Directions for this task: Copy the data below verbatim, leaving no line out.

────

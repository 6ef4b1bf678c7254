//! Shot tags, grouped and ordered, persisted in the durable store.
//!
//! The whole catalog is one JSON list under [`TAGS_KEY`]. Every mutation
//! reads, edits and writes it back, then renumbers `sort_index` so each
//! group is ordered `0..n` with no gaps.

use std::collections::BTreeMap;

use once_cell::sync::Lazy;
use regex::Regex;
use serde::{Deserialize, Serialize};
use tracing::{debug, info};

use crate::config::DEFAULT_TAG_GROUP;
use crate::error::{Result, ShootError};
use crate::store::KeyValueStore;

pub const TAGS_KEY: &str = "tags.v1";

const MAX_NAME_CHARS: usize = 64;

static RE_WHITESPACE: Lazy<Regex> = Lazy::new(|| Regex::new(r"\s+").unwrap());

#[derive(Debug, Clone, PartialEq, Eq, Serialize, Deserialize)]
pub struct Tag {
    pub id: String,
    pub name: String,
    pub group: String,
    pub sort_index: u32,
    pub is_active: bool,
}

#[derive(Debug, Clone, PartialEq, Eq, Serialize)]
pub struct TagGroup {
    pub name: String,
    pub tags: Vec<Tag>,
}

pub struct TagCatalog<K: KeyValueStore> {
    store: K,
    default_group: String,
}

impl<K: KeyValueStore> TagCatalog<K> {
    pub fn new(store: K) -> Self {
        Self::with_default_group(store, DEFAULT_TAG_GROUP)
    }

    pub fn with_default_group(store: K, default_group: &str) -> Self {
        let default_group = clean_label(default_group);
        Self {
            store,
            default_group: if default_group.is_empty() {
                DEFAULT_TAG_GROUP.to_string()
            } else {
                default_group
            },
        }
    }

    pub fn default_group(&self) -> &str {
        &self.default_group
    }

    /// All tags, ordered by group name then position.
    pub fn list(&self) -> Result<Vec<Tag>> {
        let mut tags = self.load()?;
        tags.sort_by(|a, b| {
            a.group
                .cmp(&b.group)
                .then(a.sort_index.cmp(&b.sort_index))
        });
        Ok(tags)
    }

    pub fn list_by_group(&self) -> Result<Vec<TagGroup>> {
        let mut groups: BTreeMap<String, Vec<Tag>> = BTreeMap::new();
        for tag in self.list()? {
            groups.entry(tag.group.clone()).or_default().push(tag);
        }
        Ok(groups
            .into_iter()
            .map(|(name, tags)| TagGroup { name, tags })
            .collect())
    }

    pub fn get(&self, id: &str) -> Result<Tag> {
        self.load()?
            .into_iter()
            .find(|t| t.id == id)
            .ok_or_else(|| not_found(id))
    }

    /// Appends a new active tag at the end of its group.
    pub fn add(&self, name: &str, group: Option<&str>) -> Result<Tag> {
        let name = validate_name(name)?;
        let group = self.resolve_group(group);
        let mut tags = self.load()?;

        let tag = Tag {
            id: ulid::Ulid::new().to_string(),
            name,
            sort_index: next_index(&tags, &group),
            group,
            is_active: true,
        };
        tags.push(tag.clone());
        self.save(tags)?;

        info!(id = %tag.id, name = %tag.name, group = %tag.group, "Tag added");
        Ok(tag)
    }

    /// Renames a tag and optionally regroups it. A tag moved to another group
    /// lands at the end of that group.
    pub fn update(&self, id: &str, name: &str, group: Option<&str>) -> Result<Tag> {
        let name = validate_name(name)?;
        let mut tags = self.load()?;
        let position = position_of(&tags, id)?;

        let target_group = match group {
            Some(g) => self.resolve_group(Some(g)),
            None => tags[position].group.clone(),
        };
        if target_group != tags[position].group {
            tags[position].sort_index = next_index(&tags, &target_group);
            tags[position].group = target_group;
        }
        tags[position].name = name;

        let id = tags[position].id.clone();
        let tags = self.save(tags)?;
        debug!(id = %id, "Tag updated");
        find_saved(&tags, &id)
    }

    pub fn set_active(&self, id: &str, active: bool) -> Result<Tag> {
        let mut tags = self.load()?;
        let position = position_of(&tags, id)?;
        tags[position].is_active = active;

        let tags = self.save(tags)?;
        debug!(id, active, "Tag activation changed");
        find_saved(&tags, id)
    }

    /// Moves a tag to `to_index` within its group, clamped to the group's end.
    pub fn move_tag(&self, id: &str, to_index: u32) -> Result<Tag> {
        let tags = self.load()?;
        let moving = tags
            .iter()
            .find(|t| t.id == id)
            .cloned()
            .ok_or_else(|| not_found(id))?;

        let (mut siblings, rest): (Vec<Tag>, Vec<Tag>) = tags
            .into_iter()
            .filter(|t| t.id != id)
            .partition(|t| t.group == moving.group);
        siblings.sort_by_key(|t| t.sort_index);

        let slot = (to_index as usize).min(siblings.len());
        siblings.insert(slot, moving);
        for (index, tag) in siblings.iter_mut().enumerate() {
            tag.sort_index = index as u32;
        }

        let mut tags = rest;
        tags.extend(siblings);
        let tags = self.save(tags)?;
        find_saved(&tags, id)
    }

    pub fn remove(&self, id: &str) -> Result<()> {
        let mut tags = self.load()?;
        let position = position_of(&tags, id)?;
        let removed = tags.remove(position);
        self.save(tags)?;
        info!(id = %removed.id, name = %removed.name, "Tag removed");
        Ok(())
    }

    fn resolve_group(&self, group: Option<&str>) -> String {
        let label = group.map(clean_label).unwrap_or_default();
        if label.is_empty() {
            self.default_group.clone()
        } else {
            label
        }
    }

    fn load(&self) -> Result<Vec<Tag>> {
        match self.store.get(TAGS_KEY)? {
            Some(raw) => serde_json::from_str(&raw).map_err(|e| ShootError::Json {
                context: format!("parsing {}", TAGS_KEY),
                source: e,
            }),
            None => Ok(Vec::new()),
        }
    }

    fn save(&self, mut tags: Vec<Tag>) -> Result<Vec<Tag>> {
        normalize(&mut tags);
        let raw = serde_json::to_string(&tags).map_err(|e| ShootError::Json {
            context: format!("serializing {}", TAGS_KEY),
            source: e,
        })?;
        self.store.put(TAGS_KEY, &raw)?;
        Ok(tags)
    }
}

/// Renumbers each group densely, preserving relative order.
fn normalize(tags: &mut [Tag]) {
    tags.sort_by(|a, b| {
        a.group
            .cmp(&b.group)
            .then(a.sort_index.cmp(&b.sort_index))
    });
    let mut current_group: Option<String> = None;
    let mut next = 0u32;
    for tag in tags.iter_mut() {
        if current_group.as_deref() != Some(tag.group.as_str()) {
            current_group = Some(tag.group.clone());
            next = 0;
        }
        tag.sort_index = next;
        next += 1;
    }
}

fn next_index(tags: &[Tag], group: &str) -> u32 {
    tags.iter().filter(|t| t.group == group).count() as u32
}

fn position_of(tags: &[Tag], id: &str) -> Result<usize> {
    tags.iter()
        .position(|t| t.id == id)
        .ok_or_else(|| not_found(id))
}

fn find_saved(tags: &[Tag], id: &str) -> Result<Tag> {
    tags.iter()
        .find(|t| t.id == id)
        .cloned()
        .ok_or_else(|| not_found(id))
}

fn not_found(id: &str) -> ShootError {
    ShootError::TagNotFound { id: id.to_string() }
}

/// Collapses runs of whitespace (newlines included) and trims.
fn clean_label(raw: &str) -> String {
    let collapsed = RE_WHITESPACE.replace_all(raw.trim(), " ");
    collapsed.chars().take(MAX_NAME_CHARS).collect::<String>().trim_end().to_string()
}

fn validate_name(raw: &str) -> Result<String> {
    let name = clean_label(raw);
    if name.is_empty() {
        return Err(ShootError::InvalidTagName(raw.to_string()));
    }
    Ok(name)
}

────

Exercise output:
repository 6ef4b1bf678c7254
//! Shot tags, grouped and ordered, persisted in the durable store.
//!
//! The whole catalog is one JSON list under [`TAGS_KEY`]. Every mutation
//! reads, edits and writes it back, then renumbers `sort_index` so each
//! group is ordered `0..n` with no gaps.

use std::collections::BTreeMap;

use once_cell::sync::Lazy;
use regex::Regex;
use serde::{Deserialize, Serialize};
use tracing::{debug, info};

use crate::config::DEFAULT_TAG_GROUP;
use crate::error::{Result, ShootError};
use crate::store::KeyValueStore;

pub const TAGS_KEY: &str = "tags.v1";

const MAX_NAME_CHARS: usize = 64;

static RE_WHITESPACE: Lazy<Regex> = Lazy::new(|| Regex::new(r"\s+").unwrap());

#[derive(Debug, Clone, PartialEq, Eq, Serialize, Deserialize)]
pub struct Tag {
    pub id: String,
    pub name: String,
    pub group: String,
    pub sort_index: u32,
    pub is_active: bool,
}

#[derive(Debug, Clone, PartialEq, Eq, Serialize)]
pub struct TagGroup {
    pub name: String,
    pub tags: Vec<Tag>,
}

pub struct TagCatalog<K: KeyValueStore> {
    store: K,
    default_group: String,
}

impl<K: KeyValueStore> TagCatalog<K> {
    pub fn new(store: K) -> Self {
        Self::with_default_group(store, DEFAULT_TAG_GROUP)
    }

    pub fn with_default_group(store: K, default_group: &str) -> Self {
        let default_group = clean_label(default_group);
        Self {
            store,
            default_group: if default_group.is_empty() {
                DEFAULT_TAG_GROUP.to_string()
            } else {
                default_group
            },
        }
    }

    pub fn default_group(&self) -> &str {
        &self.default_group
    }

    /// All tags, ordered by group name then position.
    pub fn list(&self) -> Result<Vec<Tag>> {
        let mut tags = self.load()?;
        tags.sort_by(|a, b| {
            a.group
                .cmp(&b.group)
                .then(a.sort_index.cmp(&b.sort_index))
        });
        Ok(tags)
    }

    pub fn list_by_group(&self) -> Result<Vec<TagGroup>> {
        let mut groups: BTreeMap<String, Vec<Tag>> = BTreeMap::new();
        for tag in self.list()? {
            groups.entry(tag.group.clone()).or_default().push(tag);
        }
        Ok(groups
            .into_iter()
            .map(|(name, tags)| TagGroup { name, tags })
            .collect())
    }

    pub fn get(&self, id: &str) -> Result<Tag> {
        self.load()?
            .into_iter()
            .find(|t| t.id == id)
            .ok_or_else(|| not_found(id))
    }

    /// Appends a new active tag at the end of its group.
    pub fn add(&self, name: &str, group: Option<&str>) -> Result<Tag> {
        let name = validate_name(name)?;
        let group = self.resolve_group(group);
        let mut tags = self.load()?;

        let tag = Tag {
            id: ulid::Ulid::new().to_string(),
            name,
            sort_index: next_index(&tags, &group),
            group,
            is_active: true,
        };
        tags.push(tag.clone());
        self.save(tags)?;

        info!(id = %tag.id, name = %tag.name, group = %tag.group, "Tag added");
        Ok(tag)
    }

    /// Renames a tag and optionally regroups it. A tag moved to another group
    /// lands at the end of that group.
    pub fn update(&self, id: &str, name: &str, group: Option<&str>) -> Result<Tag> {
        let name = validate_name(name)?;
        let mut tags = self.load()?;
        let position = position_of(&tags, id)?;

        let target_group = match group {
            Some(g) => self.resolve_group(Some(g)),
            None => tags[position].group.clone(),
        };
        if target_group != tags[position].group {
            tags[position].sort_index = next_index(&tags, &target_group);
            tags[position].group = target_group;
        }
        tags[position].name = name;

        let id = tags[position].id.clone();
        let tags = self.save(tags)?;
        debug!(id = %id, "Tag updated");
        find_saved(&tags, &id)
    }

    pub fn set_active(&self, id: &str, active: bool) -> Result<Tag> {
        let mut tags = self.load()?;
        let position = position_of(&tags, id)?;
        tags[position].is_active = active;

        let tags = self.save(tags)?;
        debug!(id, active, "Tag activation changed");
        find_saved(&tags, id)
    }

    /// Moves a tag to `to_index` within its group, clamped to the group's end.
    pub fn move_tag(&self, id: &str, to_index: u32) -> Result<Tag> {
        let tags = self.load()?;
        let moving = tags
            .iter()
            .find(|t| t.id == id)
            .cloned()
            .ok_or_else(|| not_found(id))?;

        let (mut siblings, rest): (Vec<Tag>, Vec<Tag>) = tags
            .into_iter()
            .filter(|t| t.id != id)
            .partition(|t| t.group == moving.group);
        siblings.sort_by_key(|t| t.sort_index);

        let slot = (to_index as usize).min(siblings.len());
        siblings.insert(slot, moving);
        for (index, tag) in siblings.iter_mut().enumerate() {
            tag.sort_index = index as u32;
        }

        let mut tags = rest;
        tags.extend(siblings);
        let tags = self.save(tags)?;
        find_saved(&tags, id)
    }

    pub fn remove(&self, id: &str) -> Result<()> {
        let mut tags = self.load()?;
        let position = position_of(&tags, id)?;
        let removed = tags.remove(position);
        self.save(tags)?;
        info!(id = %removed.id, name = %removed.name, "Tag removed");
        Ok(())
    }

    fn resolve_group(&self, group: Option<&str>) -> String {
        let label = group.map(clean_label).unwrap_or_default();
        if label.is_empty() {
            self.default_group.clone()
        } else {
            label
        }
    }

    fn load(&self) -> Result<Vec<Tag>> {
        match self.store.get(TAGS_KEY)? {
            Some(raw) => serde_json::from_str(&raw).map_err(|e| ShootError::Json {
                context: format!("parsing {}", TAGS_KEY),
                source: e,
            }),
            None => Ok(Vec::new()),
        }
    }

    fn save(&self, mut tags: Vec<Tag>) -> Result<Vec<Tag>> {
        normalize(&mut tags);
        let raw = serde_json::to_string(&tags).map_err(|e| ShootError::Json {
            context: format!("serializing {}", TAGS_KEY),
            source: e,
        })?;
        self.store.put(TAGS_KEY, &raw)?;
        Ok(tags)
    }
}

/// Renumbers each group densely, preserving relative order.
fn normalize(tags: &mut [Tag]) {
    tags.sort_by(|a, b| {
        a.group
            .cmp(&b.group)
            .then(a.sort_index.cmp(&b.sort_index))
    });
    let mut current_group: Option<String> = None;
    let mut next = 0u32;
    for tag in tags.iter_mut() {
        if current_group.as_deref() != Some(tag.group.as_str()) {
            current_group = Some(tag.group.clone());
            next = 0;
        }
        tag.sort_index = next;
        next += 1;
    }
}

fn next_index(tags: &[Tag], group: &str) -> u32 {
    tags.iter().filter(|t| t.group == group).count() as u32
}

fn position_of(tags: &[Tag], id: &str) -> Result<usize> {
    tags.iter()
        .position(|t| t.id == id)
        .ok_or_else(|| not_found(id))
}

fn find_saved(tags: &[Tag], id: &str) -> Result<Tag> {
    tags.iter()
        .find(|t| t.id == id)
        .cloned()
        .ok_or_else(|| not_found(id))
}

fn not_found(id: &str) -> ShootError {
    ShootError::TagNotFound { id: id.to_string() }
}

/// Collapses runs of whitespace (newlines included) and trims.
fn clean_label(raw: &str) -> String {
    let collapsed = RE_WHITESPACE.replace_all(raw.trim(), " ");
    collapsed.chars().take(MAX_NAME_CHARS).collect::<String>().trim_end().to_string()
}

fn validate_name(raw: &str) -> Result<String> {
    let name = clean_label(raw);
    if name.is_empty() {
        return Err(ShootError::InvalidTagName(raw.to_string()));
    }
    Ok(name)
}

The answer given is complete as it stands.